Most of the drugs belong to the national health system, that is, they should be delivered free of charge or at reduced rates, but they are diverted from pharmacies in public hospitals and drug depots, in schemes involving state officials, according to police figures .
Sellers, without knowledge or pharmaceutical preparation, improvise tiny stalls, usually at the bottom of merchandise warehouses, or even in clinics, to give injections to patients and with no concept of dosages.
Of the various clandestine clinics that have been closed down in the province of Manica in the last year, the police highlight one in the Muda-Serração area, in Gondola village, which operated for 12 years in a house made of clay blocks and covered with grass.
The ‘clinic’, with all hospital services, was shut down in a police operation after a patient reporting the doctor’s prescription of antiretrovirals to treat his child who had malaria.
The operation was part of a police investigation into the theft, prescription, sale and administration of drugs diverted from the national health system.
According to police, there are signs that the fighting is yielding some results, but the deal resists police attacks that have occurred at least since 2011.
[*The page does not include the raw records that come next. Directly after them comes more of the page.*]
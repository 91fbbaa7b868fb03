//! Codec Layer: PLU Message Binary Format
//!
//! Prinsip desain:
//! - Offset-driven FSM: identitas field ditentukan posisi absolut dalam chunk
//! - Total decode: buffer byte apa pun menghasilkan urutan record
//! - Partial success: kegagalan encode per-record, batch tetap jalan
//! - Byte-exact: encode(decode(buffer)) mengembalikan buffer yang sama

mod codepage;
mod decoder;
mod encoder;
mod ident;
mod record;

pub use decoder::{decode, Decoder};
pub use encoder::{encode, BatchReport, ClampedId, EncodeError, Encoder, RecordFailure};
pub use ident::{clamp_id, decode_id, encode_id, ID_MAX, ID_MIN};
pub use record::{is_sorted_by_id, Record, CHUNK_LEN, ID_LEN, LINE_COUNT, LINE_LEN, SLOT_LEN};
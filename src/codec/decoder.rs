//! Decoder: Byte Stream -> Record Sequence
//!
//! Loop decode dinyatakan sebagai finite-state machine eksplisit: state tiap
//! byte diturunkan murni dari offset absolutnya di dalam chunk 412 byte,
//! sehingga tidak ada kopling tersembunyi antara counter loop dan identitas
//! field.
//!
//! Decode bersifat total: buffer apa pun menghasilkan urutan record tanpa
//! error. Chunk independen satu sama lain (batasnya statis di kelipatan 412
//! byte), hanya state di dalam satu chunk yang sequential.

use log::warn;

use super::codepage;
use super::ident;
use super::record::{Record, CHUNK_LEN, ID_LEN, LINE_LEN, SLOT_LEN};

/// State satu byte, diturunkan dari offset absolut dalam chunk.
#[derive(Debug, Clone, Copy, PartialEq, Eq)]
enum ChunkState {
    /// Offset 0..4: byte ID ke-`byte` (little-endian).
    Ident { byte: usize },
    /// Di dalam span 50 byte milik baris `line` (0-based).
    Field { line: usize },
    /// Byte separator penutup baris `line`.
    Separator { line: usize },
}

/// Transition table: offset absolut 0..412 -> state.
#[inline(always)]
fn state_at(offset: usize) -> ChunkState {
    debug_assert!(offset < CHUNK_LEN);
    if offset < ID_LEN {
        return ChunkState::Ident { byte: offset };
    }
    let rel = offset - ID_LEN;
    let line = rel / SLOT_LEN;
    if rel % SLOT_LEN == LINE_LEN {
        ChunkState::Separator { line }
    } else {
        ChunkState::Field { line }
    }
}

/// State mutable per-chunk; seluruhnya di-reset di batas 412 byte.
struct ChunkScratch {
    id_bytes: [u8; ID_LEN],
    record: Record,
    line_buf: Vec<u8>,
    suppressed: bool,
}

impl ChunkScratch {
    fn new() -> Self {
        Self {
            id_bytes: [0; ID_LEN],
            record: Record::empty(),
            line_buf: Vec::with_capacity(LINE_LEN + 1),
            suppressed: false,
        }
    }

    /// Proses satu byte sesuai state offset-nya.
    #[inline(always)]
    fn feed(&mut self, offset: usize, byte: u8) {
        match state_at(offset) {
            ChunkState::Ident { byte: index } => {
                self.id_bytes[index] = byte;
                if index == ID_LEN - 1 {
                    self.record.id = ident::decode_id(self.id_bytes) as u64;
                }
            }
            ChunkState::Field { .. } => {
                if self.suppressed {
                    return;
                }
                if byte == 0 {
                    // NUL tertanam: sisa span field ini padding implisit
                    self.suppressed = true;
                } else {
                    self.line_buf.push(byte);
                }
            }
            ChunkState::Separator { line } => {
                // Toleransi data rusak: separator non-nol ikut masuk field
                // selama suppression belum aktif
                if !self.suppressed && byte != 0 {
                    self.line_buf.push(byte);
                }
                self.finish_line(line);
            }
        }
    }

    /// Finalisasi teks baris: decode Windows-1252, buang NUL nyasar, reset
    /// state suppression untuk baris berikutnya.
    fn finish_line(&mut self, line: usize) {
        let text = codepage::decode_text(&self.line_buf);
        self.record.lines[line] = text.replace('\0', "");
        self.line_buf.clear();
        self.suppressed = false;
    }

    /// Ambil record yang selesai dan reset seluruh state per-chunk.
    fn take_record(&mut self) -> Record {
        self.id_bytes = [0; ID_LEN];
        self.line_buf.clear();
        self.suppressed = false;
        std::mem::take(&mut self.record)
    }

    /// Kebijakan chunk buntung di akhir input: baris yang sedang berjalan
    /// difinalisasi dulu, lalu record parsial dipertahankan hanya jika
    /// ID-nya bukan nol. Fragmen lebih pendek dari 4 byte tidak pernah
    /// punya ID sehingga selalu dibuang.
    fn finish_partial(&mut self, resume_offset: usize) -> Option<Record> {
        match state_at(resume_offset) {
            ChunkState::Field { line } | ChunkState::Separator { line } => {
                self.finish_line(line);
            }
            ChunkState::Ident { .. } => {}
        }
        if self.record.has_valid_id() {
            Some(self.take_record())
        } else {
            None
        }
    }
}

/// Decoder satu buffer penuh, byte-position-driven.
pub struct Decoder<'a> {
    buffer: &'a [u8],
}

impl<'a> Decoder<'a> {
    /// Membuat decoder dari buffer.
    #[inline(always)]
    pub fn new(buffer: &'a [u8]) -> Self {
        Self { buffer }
    }

    /// Decode seluruh buffer menjadi urutan record dalam urutan file.
    ///
    /// Fungsi total: tidak pernah gagal, berapa pun panjang buffer.
    pub fn decode(self) -> Vec<Record> {
        let mut records = Vec::with_capacity(self.buffer.len() / CHUNK_LEN + 1);
        let mut chunk = ChunkScratch::new();

        for (index, &byte) in self.buffer.iter().enumerate() {
            let offset = index % CHUNK_LEN;
            chunk.feed(offset, byte);
            if offset == CHUNK_LEN - 1 {
                records.push(chunk.take_record());
            }
        }

        let leftover = self.buffer.len() % CHUNK_LEN;
        if leftover != 0 {
            match chunk.finish_partial(leftover) {
                Some(record) => {
                    warn!(
                        "trailing {} bytes (not a multiple of {}): keeping partial record id {}",
                        leftover, CHUNK_LEN, record.id
                    );
                    records.push(record);
                }
                None => {
                    warn!(
                        "trailing {} bytes (not a multiple of {}): no valid id, discarded",
                        leftover, CHUNK_LEN
                    );
                }
            }
        }

        records
    }
}

/// Decode buffer penuh menjadi urutan record. Lihat [`Decoder::decode`].
#[inline(always)]
pub fn decode(bytes: &[u8]) -> Vec<Record> {
    Decoder::new(bytes).decode()
}
//! Plumsg - PLU Message Codec
//!
//! Arsitektur:
//! - Offset-Driven FSM: decode per-byte tanpa kopling loop-counter/field
//! - Total Decode: buffer apa pun menghasilkan urutan record
//! - Byte-Exact: encode(decode(buffer)) == buffer
//! - Windows-1252: satu byte per karakter, pass-through saat decode

use plumsg::codec::{decode, encode, Record, CHUNK_LEN, LINE_COUNT};
use std::time::Instant;

fn main() {
    println!("🚀 Plumsg PLU Message Codec - PoC v0.1");
    println!("======================================\n");

    // Benchmark Decoder
    benchmark_decoder();

    // Benchmark Encoder
    benchmark_encoder();

    // Benchmark Text Normalizer
    benchmark_merge();

    println!("\n✅ All benchmarks complete!");
    println!("\nTo dump a message file: cargo run --release --bin plumsg_dump -- file.msg");
}

/// Batch sintetis: ID berurutan, baris terisi teks pendek.
fn make_batch(count: usize) -> Vec<Record> {
    (1..=count as u64)
        .map(|id| {
            let mut lines: [String; LINE_COUNT] = Default::default();
            lines[0] = format!("PLU ITEM {}", id);
            lines[1] = "FRESH DAILY".to_string();
            lines[2] = "WEIGHED PER KG".to_string();
            Record::new(id, lines)
        })
        .collect()
}

fn benchmark_decoder() {
    println!("📊 Decoder Benchmark (Offset-Driven FSM)");
    println!("----------------------------------------");

    const RECORDS: usize = 10_000;
    const ITERATIONS: usize = 100;

    let (bytes, _) = encode(&make_batch(RECORDS));

    let start = Instant::now();
    for _ in 0..ITERATIONS {
        let records = decode(&bytes);
        assert_eq!(records.len(), RECORDS);
    }
    let duration = start.elapsed();

    let total_records = (RECORDS * ITERATIONS) as f64;
    let decode_ns = duration.as_nanos() as f64 / total_records;

    println!("  Records: {} x {} iterations", RECORDS, ITERATIONS);
    println!(
        "  Decode latency: {:.2} ns/record ({:.3} μs/record)",
        decode_ns,
        decode_ns / 1000.0
    );
    println!(
        "  Throughput:     {:.2} MB/sec\n",
        (bytes.len() * ITERATIONS) as f64 / duration.as_secs_f64() / 1_000_000.0
    );
}

fn benchmark_encoder() {
    println!("📊 Encoder Benchmark (Set-Based Dedup)");
    println!("--------------------------------------");

    const RECORDS: usize = 10_000;
    const ITERATIONS: usize = 100;

    let batch = make_batch(RECORDS);

    let start = Instant::now();
    for _ in 0..ITERATIONS {
        let (bytes, report) = encode(&batch);
        assert_eq!(report.accepted, RECORDS);
        assert_eq!(bytes.len(), RECORDS * CHUNK_LEN);
    }
    let duration = start.elapsed();

    let total_records = (RECORDS * ITERATIONS) as f64;
    let encode_ns = duration.as_nanos() as f64 / total_records;

    println!("  Records: {} x {} iterations", RECORDS, ITERATIONS);
    println!(
        "  Encode latency: {:.2} ns/record ({:.3} μs/record)",
        encode_ns,
        encode_ns / 1000.0
    );
    println!(
        "  Throughput:     {:.2} MB/sec\n",
        (RECORDS * CHUNK_LEN * ITERATIONS) as f64 / duration.as_secs_f64() / 1_000_000.0
    );
}

fn benchmark_merge() {
    println!("📊 Text Normalizer Benchmark (Merged Views)");
    println!("-------------------------------------------");

    const ITERATIONS: usize = 1_000_000;

    let batch = make_batch(1);
    let record = &batch[0];

    let start = Instant::now();
    for _ in 0..ITERATIONS {
        let merged = record.merged_with_newlines();
        std::hint::black_box(merged);
    }
    let duration = start.elapsed();

    let merge_ns = duration.as_nanos() as f64 / ITERATIONS as f64;

    println!("  Operations: {}", ITERATIONS);
    println!(
        "  Merge latency: {:.2} ns/op ({:.3} μs/op)",
        merge_ns,
        merge_ns / 1000.0
    );
    println!(
        "  Throughput:    {:.2} M ops/sec",
        ITERATIONS as f64 / duration.as_secs_f64() / 1_000_000.0
    );
}
//! Code Page Layer: Windows-1252
//!
//! Seluruh byte teks di wire memakai code page Windows-1252 (satu byte per
//! karakter). Dua arah dengan sifat asimetris:
//! - Decode bersifat total: setiap byte 0x00-0xFF punya pemetaan, byte asing
//!   lewat apa adanya tanpa transcoding failure.
//! - Encode bisa gagal: karakter tanpa representasi satu byte adalah error
//!   eksplisit, bukan substitusi diam-diam.

use encoding_rs::WINDOWS_1252;

/// Decode byte Windows-1252 menjadi `String`. Tidak pernah gagal.
///
/// Dipakai `decode_without_bom_handling` supaya byte awal yang kebetulan
/// menyerupai BOM tetap diperlakukan sebagai teks Windows-1252 biasa.
#[inline(always)]
pub fn decode_text(bytes: &[u8]) -> String {
    let (text, _) = WINDOWS_1252.decode_without_bom_handling(bytes);
    text.into_owned()
}

/// Encode teks ke byte Windows-1252.
///
/// Returns `None` jika ada karakter di luar code page. Output encoder
/// pengganti (numeric character reference) tidak pernah dipakai.
#[inline(always)]
pub fn encode_text(text: &str) -> Option<Vec<u8>> {
    let (bytes, _, had_errors) = WINDOWS_1252.encode(text);
    if had_errors {
        return None;
    }
    Some(bytes.into_owned())
}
In 2015, the fight intensified: the Police in Manica launched operations, but it has not been able to stop the circuit, which continues operating in several markets of Chimoio and the districts.
“The operations have been carried out on a recurring basis and, if we look at the chart of sales of drugs in the informal markets, we see that it tends to reduce,” said Mateus Mindu.
Those who “continue in this practice, do it very discreetly and when they realize the presence of the police, they are fleeing,” he told Lusa, assuring that the operation now has operatives infiltrated in the markets.
Police have continued to detain several people, including salespeople and drug suppliers, some of whom have been brought to court.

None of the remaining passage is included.